Shooting fewer adult does should have allowed our deer herd to grow, but something else was at play, something else was forcing us to shoot fewer does to keep the deer herd form further decline, something else was taking away our fun, and that something else was a growing predator population.
However, just like deer, beavers and every other wildlife species, their [predator] numbers and impacts need to be managed.
If we shot as many adult does today as we did 5 to 10 years ago, we would drive the deer herd to a very low density. It’s easy to simply blame predators for this, and many hunters do. However, I have the data to support this claim.
This data suggest that a decade ago we recruited 1½ fawns for every 2 does – not 2 fawns per doe as many hunters assume. That was a good recruitment rate, and it nearly mirrored the national average at the time. Five years ago we also recruited 1½ fawns for every 2 does, so things were still good. However, today we recruit just over 1 fawn for every 2 does. I don’t know how many fawns hit the ground in the spring on our farm, but I can assure you it is way more than 1 fawn for every 2 does.
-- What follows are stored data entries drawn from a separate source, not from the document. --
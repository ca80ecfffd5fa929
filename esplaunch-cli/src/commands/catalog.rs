//! Quick-start catalog listing and application choice.

use anyhow::Result;
use console::style;
use dialoguer::{Select, theme::ColorfulTheme};
use esplaunch::{Catalog, QuickStartDescriptor};
use log::debug;
use rust_i18n::t;
use std::io::IsTerminal;
use std::path::Path;

use crate::config::Config;
use crate::{Cli, CliError};

/// Load the catalog named on the command line, in the config, or the built-in one.
pub(crate) fn load_catalog(path: Option<&Path>, config: &Config) -> Result<Catalog> {
    let path = path.or(config.catalog.path.as_deref());
    if let Some(path) = path {
        debug!("Loading catalog from {}", path.display());
    }
    Catalog::load_or_builtin(path).map_err(|e| CliError::Config(e.to_string()).into())
}

fn describe(d: &QuickStartDescriptor) -> String {
    let mut line = d.name.clone();
    if let Some(version) = &d.version {
        line.push_str(&format!(" v{version}"));
    }
    if let Some(kind) = &d.kind {
        line.push_str(&format!(" [{kind}]"));
    }
    if let Some(description) = &d.description {
        line.push_str(&format!(" - {description}"));
    }
    line
}

/// Pick the application to flash.
///
/// A name must match a catalog entry. Without one, a single-entry catalog
/// picks itself and otherwise the user is asked; `None` means nothing was
/// chosen.
pub(crate) fn choose_application(
    cli: &Cli,
    catalog: &Catalog,
    name: Option<&str>,
) -> Result<Option<QuickStartDescriptor>> {
    if let Some(name) = name {
        return match catalog.find(name) {
            Some(d) => Ok(Some(d.clone())),
            None => Err(CliError::Usage(
                t!(
                    "quick_start.unknown_application",
                    name = name,
                    available = names(catalog)
                )
                .to_string(),
            )
            .into()),
        };
    }

    match catalog.entries() {
        [] => Ok(None),
        [only] => Ok(Some(only.clone())),
        entries => {
            let interactive = std::io::stdin().is_terminal() && std::io::stderr().is_terminal();
            if cli.non_interactive || !interactive {
                return Ok(None);
            }
            let labels: Vec<String> = entries.iter().map(describe).collect();
            let selection = Select::with_theme(&ColorfulTheme::default())
                .with_prompt(t!("quick_start.select_prompt").to_string())
                .items(&labels)
                .default(0)
                .interact_opt()
                .map_err(|e| CliError::Usage(e.to_string()))?;
            match selection {
                Some(index) => Ok(entries.get(index).cloned()),
                None => {
                    let message = t!("quick_start.selection_cancelled").to_string();
                    Err(CliError::Cancelled(message).into())
                },
            }
        },
    }
}

fn names(catalog: &Catalog) -> String {
    catalog
        .entries()
        .iter()
        .map(|d| d.name.as_str())
        .collect::<Vec<_>>()
        .join(", ")
}

/// Catalog command implementation.
pub(crate) fn cmd_catalog(config: &Config, path: Option<&Path>, json: bool) -> Result<()> {
    let catalog = load_catalog(path, config)?;

    if json {
        let output = serde_json::json!({
            "ok": true,
            "data": {
                "applications": catalog.entries(),
            }
        });
        println!("{}", serde_json::to_string_pretty(&output)?);
        return Ok(());
    }

    eprintln!("{}", style(t!("catalog.header")).bold().underlined());
    if catalog.is_empty() {
        eprintln!("  {}", style(t!("catalog.empty")).dim());
    }
    for d in catalog.entries() {
        eprintln!("  {} {}", style("•").green(), describe(d));
        let address = d.flash_address.as_deref().unwrap_or("?");
        let url = d.url.as_deref().unwrap_or("?");
        eprintln!("      {} {}", style(address).cyan(), style(url).dim());
    }
    Ok(())
}

#[cfg(test)]
mod tests {
    use super::*;
    use clap::Parser;

    fn cli(args: &[&str]) -> Cli {
        let mut argv = vec!["esplaunch"];
        argv.extend_from_slice(args);
        Cli::try_parse_from(argv).unwrap()
    }

    fn two_apps() -> Catalog {
        Catalog::new(vec![
            QuickStartDescriptor::new("blink", "https://example.com/blink.bin", "0x10000"),
            QuickStartDescriptor::new("hello", "https://example.com/hello.bin", "0x10000"),
        ])
    }

    #[test]
    fn test_choose_by_name() {
        let cli = cli(&["catalog"]);
        let chosen = choose_application(&cli, &two_apps(), Some("HELLO")).unwrap();
        assert_eq!(chosen.unwrap().name, "hello");
    }

    #[test]
    fn test_unknown_name_lists_available() {
        let cli = cli(&["catalog"]);
        let err = choose_application(&cli, &two_apps(), Some("nope")).unwrap_err();
        assert!(matches!(err.downcast_ref::<CliError>(), Some(CliError::Usage(_))));
        assert!(err.to_string().contains("blink"));
    }

    #[test]
    fn test_single_entry_picks_itself() {
        let cli = cli(&["--non-interactive", "catalog"]);
        let chosen = choose_application(&cli, &Catalog::builtin(), None).unwrap();
        assert_eq!(chosen.unwrap().name, "blink");
    }

    #[test]
    fn test_non_interactive_without_name_chooses_nothing() {
        let cli = cli(&["--non-interactive", "catalog"]);
        assert!(choose_application(&cli, &two_apps(), None).unwrap().is_none());
        assert!(choose_application(&cli, &Catalog::default(), None).unwrap().is_none());
    }

    #[test]
    fn test_bad_catalog_is_config_error() {
        let dir = tempfile::tempdir().unwrap();
        let path = dir.path().join("apps.json");
        std::fs::write(&path, "{ not json").unwrap();
        let err = load_catalog(Some(&path), &Config::default()).unwrap_err();
        assert!(matches!(err.downcast_ref::<CliError>(), Some(CliError::Config(_))));
    }

    #[test]
    fn test_configured_catalog_used() {
        let dir = tempfile::tempdir().unwrap();
        let path = dir.path().join("apps.toml");
        std::fs::write(
            &path,
            "[[application]]\nname = \"x\"\nurl = \"file:///x.bin\"\nflash_address = \"0\"\n",
        )
        .unwrap();
        let mut config = Config::default();
        config.catalog.path = Some(path);
        let catalog = load_catalog(None, &config).unwrap();
        assert_eq!(catalog.len(), 1);
        assert!(catalog.find("x").is_some());
    }

    #[test]
    fn test_describe_includes_metadata() {
        let line = describe(&Catalog::builtin().entries()[0]);
        assert!(line.starts_with("blink v1.0.0 [demo]"));
    }
}
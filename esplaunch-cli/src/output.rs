//! Terminal rendering of session events.
//!
//! Human output goes to stderr so stdout stays clean for `--json`.

use console::style;
use esplaunch::{ConnectionState, ConsoleLevel, SessionObserver, SessionProgress};
use indicatif::{ProgressBar, ProgressStyle};
use log::debug;

use crate::use_fancy_output;

/// Prefix symbol for a console level.
pub(crate) fn level_symbol(level: ConsoleLevel) -> console::StyledObject<&'static str> {
    match level {
        ConsoleLevel::Info => style("ℹ").blue(),
        ConsoleLevel::Success => style("✓").green(),
        ConsoleLevel::Warning => style("⚠").yellow(),
        ConsoleLevel::Error => style("✗").red(),
    }
}

fn percent_bar() -> ProgressBar {
    let pb = ProgressBar::new(100);
    #[allow(clippy::unwrap_used)] // Static template string
    pb.set_style(
        ProgressStyle::default_bar()
            .template("{spinner:.green} [{elapsed_precise}] [{bar:40.cyan/blue}] {pos}% {msg}")
            .unwrap()
            .progress_chars("#>-"),
    );
    pb
}

fn bytes_bar(total: Option<u64>) -> ProgressBar {
    match total {
        Some(total) => {
            let pb = ProgressBar::new(total);
            #[allow(clippy::unwrap_used)] // Static template string
            pb.set_style(
                ProgressStyle::default_bar()
                    .template("{spinner:.green} [{bar:40.cyan/blue}] {bytes}/{total_bytes} {msg}")
                    .unwrap()
                    .progress_chars("#>-"),
            );
            pb
        },
        None => {
            let pb = ProgressBar::new_spinner();
            #[allow(clippy::unwrap_used)] // Static template string
            pb.set_style(
                ProgressStyle::default_spinner()
                    .template("{spinner:.green} {bytes} {msg}")
                    .unwrap(),
            );
            pb
        },
    }
}

/// Renders controller messages and progress on the terminal.
pub(crate) struct TerminalObserver {
    quiet: bool,
    fancy: bool,
    bar: Option<ProgressBar>,
    download: Option<ProgressBar>,
}

impl TerminalObserver {
    pub(crate) fn new(quiet: bool) -> Self {
        Self {
            quiet,
            fancy: !quiet && use_fancy_output(),
            bar: None,
            download: None,
        }
    }

    fn print(&self, level: ConsoleLevel, text: &str) {
        let line = format!("{} {text}", level_symbol(level));
        match self.bar.as_ref().or(self.download.as_ref()) {
            Some(pb) => pb.suspend(|| eprintln!("{line}")),
            None => eprintln!("{line}"),
        }
    }

    /// Clear any bar still on screen.
    pub(crate) fn finish(&mut self) {
        if let Some(pb) = self.download.take() {
            pb.finish_and_clear();
        }
        if let Some(pb) = self.bar.take() {
            pb.finish_and_clear();
        }
    }
}

impl SessionObserver for TerminalObserver {
    fn on_message(&mut self, level: ConsoleLevel, text: &str) {
        let essential = matches!(level, ConsoleLevel::Warning | ConsoleLevel::Error);
        if !self.quiet || essential {
            self.print(level, text);
        }
    }

    fn on_progress(&mut self, progress: &SessionProgress) {
        if !self.fancy {
            return;
        }
        if let Some(pb) = self.download.take() {
            pb.finish_and_clear();
        }
        let pb = self.bar.get_or_insert_with(percent_bar);
        pb.set_position(progress.rounded());
        pb.set_message(progress.label.clone());
        if progress.rounded() >= 100 {
            pb.finish_and_clear();
            self.bar = None;
        }
    }

    fn on_download(&mut self, received: u64, total: Option<u64>) {
        if !self.fancy {
            return;
        }
        let pb = self.download.get_or_insert_with(|| bytes_bar(total));
        pb.set_position(received);
    }

    fn on_state(&mut self, state: ConnectionState) {
        debug!("Connection state: {state}");
        if matches!(state, ConnectionState::Disconnected | ConnectionState::Connected) {
            if let Some(pb) = self.bar.take() {
                pb.finish_and_clear();
            }
        }
    }
}

impl Drop for TerminalObserver {
    fn drop(&mut self) {
        self.finish();
    }
}
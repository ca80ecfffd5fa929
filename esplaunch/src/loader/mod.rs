//! Flasher abstraction.
//!
//! The ESP programming protocol (stub upload, SLIP framing, compressed
//! writes) is not implemented here. It belongs to an external flasher that
//! this crate drives through three seams:
//!
//! ```text
//! +------------------+   open()    +-------------+
//! |  LoaderBackend   | ----------> |  Transport  |
//! |                  |             +------+------+
//! |                  | create_loader()    | owned by
//! |                  | ----------> +------v------+
//! +------------------+             |   Loader    |
//!                                  +-------------+
//! ```
//!
//! [`esptool`] is the backend shipped with the crate. It drives the external
//! `esptool` program.

pub mod esptool;

use crate::device::{DetectedPort, TransportKind};
use crate::error::{Error, Result};
use std::fmt;

/// Baud rate of the ROM bootloader handshake.
pub const ROM_BAUD: u32 = 115_200;

/// Default baud rate for bulk transfer.
pub const DEFAULT_FLASH_BAUD: u32 = 921_600;

/// How bytes are framed on the link to the device.
#[non_exhaustive]
#[derive(Debug, Clone, Copy, PartialEq, Eq)]
pub enum Framing {
    /// Serial line (UART bridge or USB CDC).
    Serial,
}

impl Framing {
    /// Framing that suits a discovered endpoint.
    ///
    /// Ports the OS cannot classify are still driven as serial lines.
    pub fn for_port(port: &DetectedPort) -> Self {
        match port.transport {
            TransportKind::Serial | TransportKind::Unknown => Self::Serial,
        }
    }
}

/// Optional operations a connected chip supports.
#[allow(clippy::struct_excessive_bools)]
#[derive(Debug, Clone, Copy, PartialEq, Eq)]
pub struct Capabilities {
    /// Factory MAC address can be read.
    pub read_mac: bool,
    /// Run the application without toggling the reset line.
    pub soft_reset: bool,
    /// Reset through the EN line.
    pub hard_reset: bool,
}

impl Capabilities {
    /// Everything supported.
    pub const ALL: Self = Self {
        read_mac: true,
        soft_reset: true,
        hard_reset: true,
    };

    /// Nothing optional supported.
    pub const NONE: Self = Self {
        read_mac: false,
        soft_reset: false,
        hard_reset: false,
    };
}

impl Default for Capabilities {
    fn default() -> Self {
        Self::ALL
    }
}

/// What autodetection found on the other end of the link.
#[derive(Debug, Clone, PartialEq, Eq)]
pub struct ChipIdentity {
    /// Chip description, e.g. "ESP32-S3 (QFN56) (revision v0.2)".
    pub description: String,
    /// Feature list, e.g. `["WiFi", "BLE"]`.
    pub features: Vec<String>,
    /// Optional operations supported by this chip and backend.
    pub capabilities: Capabilities,
}

impl ChipIdentity {
    /// Create an identity with every optional operation supported.
    pub fn new(description: impl Into<String>) -> Self {
        Self {
            description: description.into(),
            features: Vec::new(),
            capabilities: Capabilities::ALL,
        }
    }

    /// Attach a feature list.
    #[must_use]
    pub fn with_features<I, S>(mut self, features: I) -> Self
    where
        I: IntoIterator<Item = S>,
        S: Into<String>,
    {
        self.features = features.into_iter().map(Into::into).collect();
        self
    }

    /// Replace the capability set.
    #[must_use]
    pub fn with_capabilities(mut self, capabilities: Capabilities) -> Self {
        self.capabilities = capabilities;
        self
    }

    /// Features joined for display.
    pub fn features_display(&self) -> String {
        self.features.join(", ")
    }
}

impl fmt::Display for ChipIdentity {
    fn fmt(&self, f: &mut fmt::Formatter<'_>) -> fmt::Result {
        f.write_str(&self.description)
    }
}

/// Factory MAC address.
#[derive(Debug, Clone, Copy, PartialEq, Eq, Hash)]
pub struct MacAddress(pub [u8; 6]);

impl MacAddress {
    /// Parse `aa:bb:cc:dd:ee:ff` (also accepts `-` separators).
    pub fn parse(s: &str) -> Result<Self> {
        let parts: Vec<&str> = s.trim().split([':', '-']).collect();
        if parts.len() != 6 {
            return Err(Error::Device(format!("malformed MAC address '{s}'")));
        }
        let mut bytes = [0u8; 6];
        for (byte, part) in bytes.iter_mut().zip(&parts) {
            if part.len() != 2 {
                return Err(Error::Device(format!("malformed MAC address '{s}'")));
            }
            *byte = u8::from_str_radix(part, 16)
                .map_err(|_| Error::Device(format!("malformed MAC address '{s}'")))?;
        }
        Ok(Self(bytes))
    }

    /// Shortened form used in compact status lines.
    pub fn short(&self) -> String {
        format!("{:02x}:{:02x}:{:02x}...", self.0[0], self.0[1], self.0[2])
    }
}

impl fmt::Display for MacAddress {
    fn fmt(&self, f: &mut fmt::Formatter<'_>) -> fmt::Result {
        let [a, b, c, d, e, g] = self.0;
        write!(f, "{a:02x}:{b:02x}:{c:02x}:{d:02x}:{e:02x}:{g:02x}")
    }
}

/// Byte-level link to a device.
pub trait Transport {
    /// The device this transport talks to.
    fn device(&self) -> &DetectedPort;

    /// Framing in use.
    fn framing(&self) -> Framing;

    /// Release the link.
    ///
    /// Safe to call more than once.
    fn close(&mut self) -> Result<()>;
}

/// Progress callback for a single image: `(written, total)` in bytes.
pub type WriteProgress<'a> = dyn FnMut(usize, usize) + 'a;

/// Device-specific programming operations.
///
/// A loader owns its transport for its whole lifetime.
pub trait Loader {
    /// Handshake with the ROM bootloader and identify the chip.
    fn detect(&mut self) -> Result<ChipIdentity>;

    /// Read the factory MAC address.
    fn read_mac_address(&mut self) -> Result<MacAddress>;

    /// Erase the entire flash.
    fn erase_all(&mut self) -> Result<()>;

    /// Write one image at `address`.
    fn write_image(
        &mut self,
        data: &[u8],
        address: u32,
        compress: bool,
        progress: &mut WriteProgress<'_>,
    ) -> Result<()>;

    /// Leave the bootloader and run the application.
    fn soft_reset(&mut self) -> Result<()>;

    /// Reset the chip through its reset line.
    fn hard_reset(&mut self) -> Result<()>;

    /// The transport this loader drives.
    fn transport_mut(&mut self) -> &mut dyn Transport;

    /// Baud rate used for bulk transfer.
    fn baud_rate(&self) -> u32;
}

/// Creates transports and loaders for a session.
pub trait LoaderBackend {
    /// Open a transport to `device`.
    fn open(&self, device: &DetectedPort, framing: Framing) -> Result<Box<dyn Transport>>;

    /// Bind a loader to `transport`.
    fn create_loader(
        &self,
        transport: Box<dyn Transport>,
        baud: u32,
        rom_baud: u32,
    ) -> Result<Box<dyn Loader>>;
}

#[cfg(test)]
mod tests {
    use super::*;

    #[test]
    fn test_mac_roundtrip_display() {
        let mac = MacAddress::parse("24:0A:C4:12:34:56").unwrap();
        assert_eq!(mac.0, [0x24, 0x0A, 0xC4, 0x12, 0x34, 0x56]);
        assert_eq!(mac.to_string(), "24:0a:c4:12:34:56");
        assert_eq!(mac.short(), "24:0a:c4...");
        assert_eq!(MacAddress::parse("24-0a-c4-12-34-56").unwrap(), mac);
    }

    #[test]
    fn test_mac_rejects_garbage() {
        assert!(MacAddress::parse("24:0a:c4:12:34").is_err());
        assert!(MacAddress::parse("24:0a:c4:12:34:zz").is_err());
        assert!(MacAddress::parse("240:a:c4:12:34:56").is_err());
    }

    #[test]
    fn test_framing_for_port() {
        let mut port = DetectedPort::named("/dev/ttyUSB0");
        assert_eq!(port.transport, TransportKind::Serial);
        assert_eq!(Framing::for_port(&port), Framing::Serial);
        port.transport = TransportKind::Unknown;
        assert_eq!(Framing::for_port(&port), Framing::Serial);
    }

    #[test]
    fn test_chip_identity_builders() {
        let chip = ChipIdentity::new("ESP32-C3")
            .with_features(["WiFi", "BLE"])
            .with_capabilities(Capabilities::NONE);
        assert_eq!(chip.to_string(), "ESP32-C3");
        assert_eq!(chip.features_display(), "WiFi, BLE");
        assert!(!chip.capabilities.read_mac);
    }
}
Given that we significantly reduced the deer herd and balanced it with our habitat a decade ago, an additional decline of this magnitude is a big deal, and it translates to greatly reduced deer observation rates while hunting.
This is not a result of a small sample size. We have thousands of hours of observation data over the past 12 years…
So the data suggests that far fewer fawns are surviving today.
Except our increasing body weights by age class suggest increasing health, we have good habitat and good fawning cover, and we’ve had no disease outbreaks.
I don’t know how many coyotes are in our area although we hear, photograph, and see their sign regularly. Conversely, I do have some measure of the bears in our area, and it is a lot. During the 2012 archery season I actually had more bears than does in bow range.
Unfortunately you cannot shoot bears during PA’s archery season. A quick post-season survey showed ours and five neighboring camps killed a total of 19 bears! Tioga county… harvest rate averaged one bear per 132 acres! Not surprisingly those same camps that shot 19 bears only shot 17 bucks.
I know that we recruit fewer fawns today than in past years. I also know we have high predator numbers that are impacting fawn survival… we shoot as many bears as possible. I wish we could shoot bears during archery season, and I wish we could trap coyote in the spring.
Wherever you live or hunt, I strongly encourage you to monitor the deer herd as much as possible… It’s also helpful to share that information with your state or wildlife agency.